Tar Baby traces the quest for self-identity of Jadine Childs, the protagonist. Jadine does not seem to have rebelled against the constructs of the white society in which she is enmeshed; in fact, she has accepted and embraced the white culture without question. Because she was orphaned at the age of twelve, a break with her African American heritage occurred. Ondine and Sydney, the aunt and uncle who assumed responsibility for the orphan, unwittingly enlarged this gap by sending her to exclusive private schools and later to the Sorbonne. The adult Jadine feels equipped to deal successfully with the white world; she is a part of it. It is the African American world, represented by her nightmares, her disagreements with Son, and the feelings of otherness that overwhelm her in his hometown of Eloe, Florida, that disturbs her. Set in the late 1970’s, Toni Morrison’s Tar Baby explores the sexual, racial, familial, and social tensions associated with the individual’s journey to self-autonomy and self-actualization.

The novel begins with Son (William Green) escaping from a merchant ship to a yacht that Margaret Street and Jadine have borrowed. He hides in the Streets’ home for days until Margaret Street discovers him in her closet a few evenings before Christmas. This discovery initiates the crumbling of Valerian Street’s world.

Valerian, a wealthy, retired businessman, has created and ordered his own world on his Caribbean island. He controls his wife Margaret, his servants, Sydney and Ondine, the natives who work for him, and even Jadine, quietly manipulating her choices. A godlike figure, he is relatively beneficent to but also distant from his subjects; he is comfortable in the artificially natural world of his greenhouse.

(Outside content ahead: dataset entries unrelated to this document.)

//! Per-type field tables.
//!
//! There is no runtime reflection: a record type lists its fields once in
//! [`Record::describe`], handing the engine a getter/setter pair per field.
//! [`Schema::build`] turns that list into classified entries with parsed
//! rule sets.

use std::collections::{BTreeSet, HashMap};
use std::fmt;

use crate::config::EngineConfig;
use crate::error::{CoercionError, EngineError, FieldError, Report};
use crate::field::{FieldKind, Lens, ValueSlot};
use crate::rules::RuleSet;
use crate::tags::{Annotation, Source, TagClassifier, TagSet};
use crate::value::{Kind, Value};

/// A composite type whose fields the engine can walk.
///
/// # Examples
///
/// ```
/// use bind_core::{Record, SchemaBuilder};
///
/// #[derive(Default)]
/// struct Address {
///     city: String,
/// }
///
/// impl Record for Address {
///     fn describe(schema: &mut SchemaBuilder<Self>) {
///         schema.field("City", r#"json:"city" validate:"required""#, |a| &a.city, |a| &mut a.city);
///     }
/// }
///
/// #[derive(Default)]
/// struct User {
///     age: i32,
///     address: Option<Box<Address>>,
/// }
///
/// impl Record for User {
///     fn describe(schema: &mut SchemaBuilder<Self>) {
///         schema
///             .field("Age", r#"default:"18" validate:"gte=0,lte=130""#, |u| &u.age, |u| &mut u.age)
///             .nested_boxed("Address", "", |u| &u.address, |u| &mut u.address);
///     }
/// }
/// ```
pub trait Record: Sized + 'static {
    /// Registers every field of the record, in declaration order.
    fn describe(schema: &mut SchemaBuilder<Self>);
}

/// Collects field registrations for one record type.
pub struct SchemaBuilder<R> {
    fields: Vec<RawField<R>>,
}

struct RawField<R> {
    name: &'static str,
    tags: TagSet,
    access: Access<R>,
}

enum Access<R> {
    Value(Box<dyn ValueSlot<R>>),
    Nested(Box<dyn NestedSlot<R>>),
}

impl<R: Record> SchemaBuilder<R> {
    fn new() -> Self {
        Self { fields: Vec::new() }
    }

    /// Registers a value field with its tag literal.
    pub fn field<T: FieldKind>(
        &mut self,
        name: &'static str,
        tags: &str,
        get: fn(&R) -> &T,
        get_mut: fn(&mut R) -> &mut T,
    ) -> &mut Self {
        self.push(name, tags, Access::Value(Box::new(Lens::new(get, get_mut))))
    }

    /// Registers an optional nested record, `Option<N>`.
    ///
    /// Default injection allocates a missing record before descending
    /// into it; validation only descends into records that are present.
    pub fn nested<N: Record + Default>(
        &mut self,
        name: &'static str,
        tags: &str,
        get: fn(&R) -> &Option<N>,
        get_mut: fn(&mut R) -> &mut Option<N>,
    ) -> &mut Self {
        self.push(name, tags, Access::Nested(Box::new(OptSlot(Lens::new(get, get_mut)))))
    }

    /// Registers an optional boxed nested record, `Option<Box<N>>`.
    ///
    /// Self-referential record types use this shape.
    pub fn nested_boxed<N: Record + Default>(
        &mut self,
        name: &'static str,
        tags: &str,
        get: fn(&R) -> &Option<Box<N>>,
        get_mut: fn(&mut R) -> &mut Option<Box<N>>,
    ) -> &mut Self {
        self.push(name, tags, Access::Nested(Box::new(OptBoxSlot(Lens::new(get, get_mut)))))
    }

    /// Registers a nested record stored inline.
    pub fn embed<N: Record>(
        &mut self,
        name: &'static str,
        tags: &str,
        get: fn(&R) -> &N,
        get_mut: fn(&mut R) -> &mut N,
    ) -> &mut Self {
        self.push(name, tags, Access::Nested(Box::new(Inline(Lens::new(get, get_mut)))))
    }

    fn push(&mut self, name: &'static str, tags: &str, access: Access<R>) -> &mut Self {
        self.fields.push(RawField {
            name,
            tags: TagSet::parse(tags),
            access,
        });
        self
    }
}

/// Object-safe view of any [`Record`], used to descend into nested records.
///
/// Implemented for every `Record`; there is no need to implement it by hand.
pub trait AnyRecord {
    /// Name of the concrete record type.
    fn type_name(&self) -> &'static str;

    /// Applies `default` tags to this record and everything nested in it.
    fn inject_defaults(&mut self, walk: &mut Walk) -> Result<(), EngineError>;

    /// Evaluates `validate` tags, appending violations to `report`.
    fn collect_violations(&self, walk: &mut Walk, report: &mut Report) -> Result<(), EngineError>;
}

impl<R: Record> AnyRecord for R {
    fn type_name(&self) -> &'static str {
        std::any::type_name::<R>()
    }

    fn inject_defaults(&mut self, walk: &mut Walk) -> Result<(), EngineError> {
        crate::defaults::inject(self, walk)
    }

    fn collect_violations(&self, walk: &mut Walk, report: &mut Report) -> Result<(), EngineError> {
        crate::engine::collect(self, walk, report)
    }
}

trait NestedSlot<R> {
    fn get<'a>(&self, record: &'a R) -> Option<&'a dyn AnyRecord>;

    fn get_or_insert<'a>(&self, record: &'a mut R) -> &'a mut dyn AnyRecord;
}

struct OptSlot<R, N>(Lens<R, Option<N>>);

impl<R, N: Record + Default> NestedSlot<R> for OptSlot<R, N> {
    fn get<'a>(&self, record: &'a R) -> Option<&'a dyn AnyRecord> {
        self.0.get(record).as_ref().map(|n| n as &dyn AnyRecord)
    }

    fn get_or_insert<'a>(&self, record: &'a mut R) -> &'a mut dyn AnyRecord {
        self.0.get_mut(record).get_or_insert_with(N::default)
    }
}

struct OptBoxSlot<R, N>(Lens<R, Option<Box<N>>>);

impl<R, N: Record + Default> NestedSlot<R> for OptBoxSlot<R, N> {
    fn get<'a>(&self, record: &'a R) -> Option<&'a dyn AnyRecord> {
        self.0.get(record).as_deref().map(|n| n as &dyn AnyRecord)
    }

    fn get_or_insert<'a>(&self, record: &'a mut R) -> &'a mut dyn AnyRecord {
        &mut **self.0.get_mut(record).get_or_insert_with(Box::default)
    }
}

struct Inline<R, N>(Lens<R, N>);

impl<R, N: Record> NestedSlot<R> for Inline<R, N> {
    fn get<'a>(&self, record: &'a R) -> Option<&'a dyn AnyRecord> {
        Some(self.0.get(record) as &dyn AnyRecord)
    }

    fn get_or_insert<'a>(&self, record: &'a mut R) -> &'a mut dyn AnyRecord {
        self.0.get_mut(record)
    }
}

/// Traversal state threaded through nested records: the configured limits,
/// the current depth and the dotted path of the record being visited.
#[derive(Debug)]
pub struct Walk {
    config: EngineConfig,
    depth: usize,
    path: String,
}

impl Walk {
    pub(crate) fn new(config: EngineConfig) -> Self {
        Self {
            config,
            depth: 0,
            path: String::new(),
        }
    }

    /// Dotted path of the record currently visited; empty at the root.
    pub fn path(&self) -> &str {
        &self.path
    }

    /// Nesting depth of the record currently visited; 0 at the root.
    pub fn depth(&self) -> usize {
        self.depth
    }

    /// Dotted path of `field` within the current record.
    pub fn path_of(&self, field: &str) -> String {
        if self.path.is_empty() {
            field.to_string()
        } else {
            format!("{}.{}", self.path, field)
        }
    }

    /// Runs `visit` one level deeper, under `field`.
    pub(crate) fn descend<T>(
        &mut self,
        field: &str,
        visit: impl FnOnce(&mut Walk) -> Result<T, EngineError>,
    ) -> Result<T, EngineError> {
        let max = self.config.max_depth();
        if self.depth >= max {
            return Err(EngineError::depth_exceeded(self.path_of(field), max));
        }

        let parent = std::mem::take(&mut self.path);
        self.path = if parent.is_empty() {
            field.to_string()
        } else {
            format!("{}.{}", parent, field)
        };
        self.depth += 1;

        let out = visit(self);

        self.depth -= 1;
        self.path = parent;
        out
    }
}

pub(crate) struct FieldEntry<R> {
    name: &'static str,
    tags: TagSet,
    annotations: BTreeSet<Annotation>,
    external: String,
    source: Source,
    required: bool,
    kind: Kind,
    access: Access<R>,
    rules: Result<RuleSet, EngineError>,
}

impl<R> FieldEntry<R> {
    fn new(raw: RawField<R>) -> Self {
        let kind = match &raw.access {
            Access::Value(slot) => slot.kind(),
            Access::Nested(_) => Kind::Record,
        };
        let (external, source) = TagClassifier::resolve_external_name(raw.name, &raw.tags);
        let annotations = TagClassifier::classify(&raw.tags);

        let tag_required = raw
            .tags
            .get(Annotation::Required.key())
            .map_or(false, |v| v.trim() != "false");

        let rules = match raw.tags.get(Annotation::Validate.key()) {
            Some(tag) => RuleSet::parse(raw.name, tag, kind),
            None => Ok(RuleSet::default()),
        }
        .map(|mut set| {
            if tag_required {
                set.require();
            }
            set
        });

        let required = tag_required || rules.as_ref().map_or(false, RuleSet::is_required);

        Self {
            name: raw.name,
            tags: raw.tags,
            annotations,
            external,
            source,
            required,
            kind,
            access: raw.access,
            rules,
        }
    }

    pub(crate) fn name(&self) -> &'static str {
        self.name
    }

    pub(crate) fn default_literal(&self) -> Option<&str> {
        self.tags.get(Annotation::Default.key())
    }

    pub(crate) fn kind(&self) -> Kind {
        self.kind
    }

    pub(crate) fn rules(&self) -> Result<&RuleSet, &EngineError> {
        self.rules.as_ref()
    }

    pub(crate) fn value<'a>(&self, record: &'a R) -> Value<'a> {
        match &self.access {
            Access::Value(slot) => slot.get(record).value(),
            Access::Nested(slot) => match slot.get(record) {
                Some(_) => Value::Opaque,
                None => Value::Null,
            },
        }
    }

    pub(crate) fn value_mut<'a>(&self, record: &'a mut R) -> Option<&'a mut dyn FieldKind> {
        match &self.access {
            Access::Value(slot) => Some(slot.get_mut(record)),
            Access::Nested(_) => None,
        }
    }

    pub(crate) fn nested<'a>(&self, record: &'a R) -> Option<&'a dyn AnyRecord> {
        match &self.access {
            Access::Nested(slot) => slot.get(record),
            Access::Value(_) => None,
        }
    }

    pub(crate) fn nested_or_insert<'a>(&self, record: &'a mut R) -> Option<&'a mut dyn AnyRecord> {
        match &self.access {
            Access::Nested(slot) => Some(slot.get_or_insert(record)),
            Access::Value(_) => None,
        }
    }
}

/// The classified field table of one record type.
///
/// Schemas are cheap to build and are built fresh by each engine call.
/// Callers that bind many records of one type may build one and reuse it.
pub struct Schema<R> {
    type_name: &'static str,
    fields: Vec<FieldEntry<R>>,
}

impl<R: Record> Schema<R> {
    /// Builds the table from [`Record::describe`].
    pub fn build() -> Self {
        let mut builder = SchemaBuilder::new();
        R::describe(&mut builder);
        Self {
            type_name: std::any::type_name::<R>(),
            fields: builder.fields.into_iter().map(FieldEntry::new).collect(),
        }
    }

    /// Name of the record type.
    pub fn type_name(&self) -> &'static str {
        self.type_name
    }

    /// Number of registered fields, nested records included.
    pub fn len(&self) -> usize {
        self.fields.len()
    }

    /// Returns `true` if the record registered no fields.
    pub fn is_empty(&self) -> bool {
        self.fields.is_empty()
    }

    /// Descriptors of every value field, in declaration order.
    ///
    /// Nested records are not bindable from text and are not listed.
    pub fn descriptors(&self) -> impl Iterator<Item = FieldDescriptor<'_, R>> + '_ {
        self.fields.iter().filter_map(FieldDescriptor::new)
    }

    /// Descriptor of the value field with this declared name.
    pub fn field(&self, declared: &str) -> Option<FieldDescriptor<'_, R>> {
        self.descriptors().find(|d| d.declared_name() == declared)
    }

    /// Value fields keyed by external name. When two fields resolve to the
    /// same external name the later declaration wins.
    pub fn by_external_name(&self) -> HashMap<&str, FieldDescriptor<'_, R>> {
        self.descriptors().map(|d| (d.external_name(), d)).collect()
    }

    pub(crate) fn entries(&self) -> &[FieldEntry<R>] {
        &self.fields
    }

    pub(crate) fn entry(&self, declared: &str) -> Option<&FieldEntry<R>> {
        self.fields.iter().find(|e| e.name == declared)
    }
}

impl<R> fmt::Debug for Schema<R> {
    fn fmt(&self, f: &mut fmt::Formatter<'_>) -> fmt::Result {
        f.debug_struct("Schema")
            .field("type_name", &self.type_name)
            .field("fields", &self.fields.iter().map(|e| e.name).collect::<Vec<_>>())
            .finish()
    }
}

/// Classification and access handle for one value field.
pub struct FieldDescriptor<'s, R> {
    entry: &'s FieldEntry<R>,
}

impl<'s, R> FieldDescriptor<'s, R> {
    fn new(entry: &'s FieldEntry<R>) -> Option<Self> {
        match entry.access {
            Access::Value(_) => Some(Self { entry }),
            Access::Nested(_) => None,
        }
    }

    /// Name the field was registered under.
    pub fn declared_name(&self) -> &'static str {
        self.entry.name
    }

    /// Name used to look the field up in request sources.
    pub fn external_name(&self) -> &'s str {
        &self.entry.external
    }

    /// Where the value comes from.
    pub fn source(&self) -> Source {
        self.entry.source
    }

    /// `true` if tagged `required` or carrying a `required` rule.
    pub fn is_required(&self) -> bool {
        self.entry.required
    }

    /// Annotations present on the field, sorted by key.
    pub fn annotations(&self) -> &'s BTreeSet<Annotation> {
        &self.entry.annotations
    }

    /// Parsed tags.
    pub fn tags(&self) -> &'s TagSet {
        &self.entry.tags
    }

    /// Static kind of the field.
    pub fn kind(&self) -> Kind {
        self.entry.kind
    }

    /// Current value of the field in `record`.
    pub fn value<'a>(&self, record: &'a R) -> Value<'a> {
        self.entry.value(record)
    }

    /// Parses `text` into the field.
    pub fn set_from_text(&self, record: &mut R, text: &str) -> Result<(), FieldError> {
        self.write(record, |f| f.set_from_text(text))
    }

    /// Parses several values into the field.
    pub fn set_from_texts(&self, record: &mut R, texts: &[&str]) -> Result<(), FieldError> {
        self.write(record, |f| f.set_from_texts(texts))
    }

    /// Stores raw bytes into the field.
    pub fn set_from_bytes(&self, record: &mut R, bytes: &[u8]) -> Result<(), FieldError> {
        self.write(record, |f| f.set_from_bytes(bytes))
    }

    fn write(
        &self,
        record: &mut R,
        op: impl FnOnce(&mut dyn FieldKind) -> Result<(), CoercionError>,
    ) -> Result<(), FieldError> {
        match self.entry.value_mut(record) {
            Some(field) => op(field).map_err(|e| FieldError::new(self.entry.name, e)),
            None => Ok(()),
        }
    }
}

impl<R> Clone for FieldDescriptor<'_, R> {
    fn clone(&self) -> Self {
        *self
    }
}

impl<R> Copy for FieldDescriptor<'_, R> {}

impl<R> fmt::Debug for FieldDescriptor<'_, R> {
    fn fmt(&self, f: &mut fmt::Formatter<'_>) -> fmt::Result {
        f.debug_struct("FieldDescriptor")
            .field("declared_name", &self.entry.name)
            .field("external_name", &self.entry.external)
            .field("source", &self.entry.source)
            .field("required", &self.entry.required)
            .finish()
    }
}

The discovery of Son, coupled with Valerian’s calm acceptance of him, causes tension in Margaret, who feels Valerian is indifferent to her needs; in Jadine, who is attracted to and repelled by Son at the same time; and in Sydney and Ondine, who feel slighted because Valerian treats Son better than he treats them, whom he has known for years. Son also feels tension, not only because of what happens within the Street household but also because he sees that the Streets and Childses treat Gideon, Thérèse, and Alma Estée, whose names they do not bother to learn, as chattel, not as individual human beings. Perhaps most significantly, Son also resents the fact that Jadine acts more like the Streets than like the African American women of his childhood.

All tensions erupt at Christmas dinner after Valerian casually announces that he has fired Gideon and Thérèse for stealing apples, without previously notifying Sydney and Ondine. Verbal blows between Valerian and Son, Valerian and Ondine, Valerian and Sydney, and Ondine and Margaret ensue, with Jadine trying to smooth everything over. The climax occurs when Ondine reveals the reason for her bitterness toward Margaret: Margaret had abused the Streets’ son, Michael, when he was a...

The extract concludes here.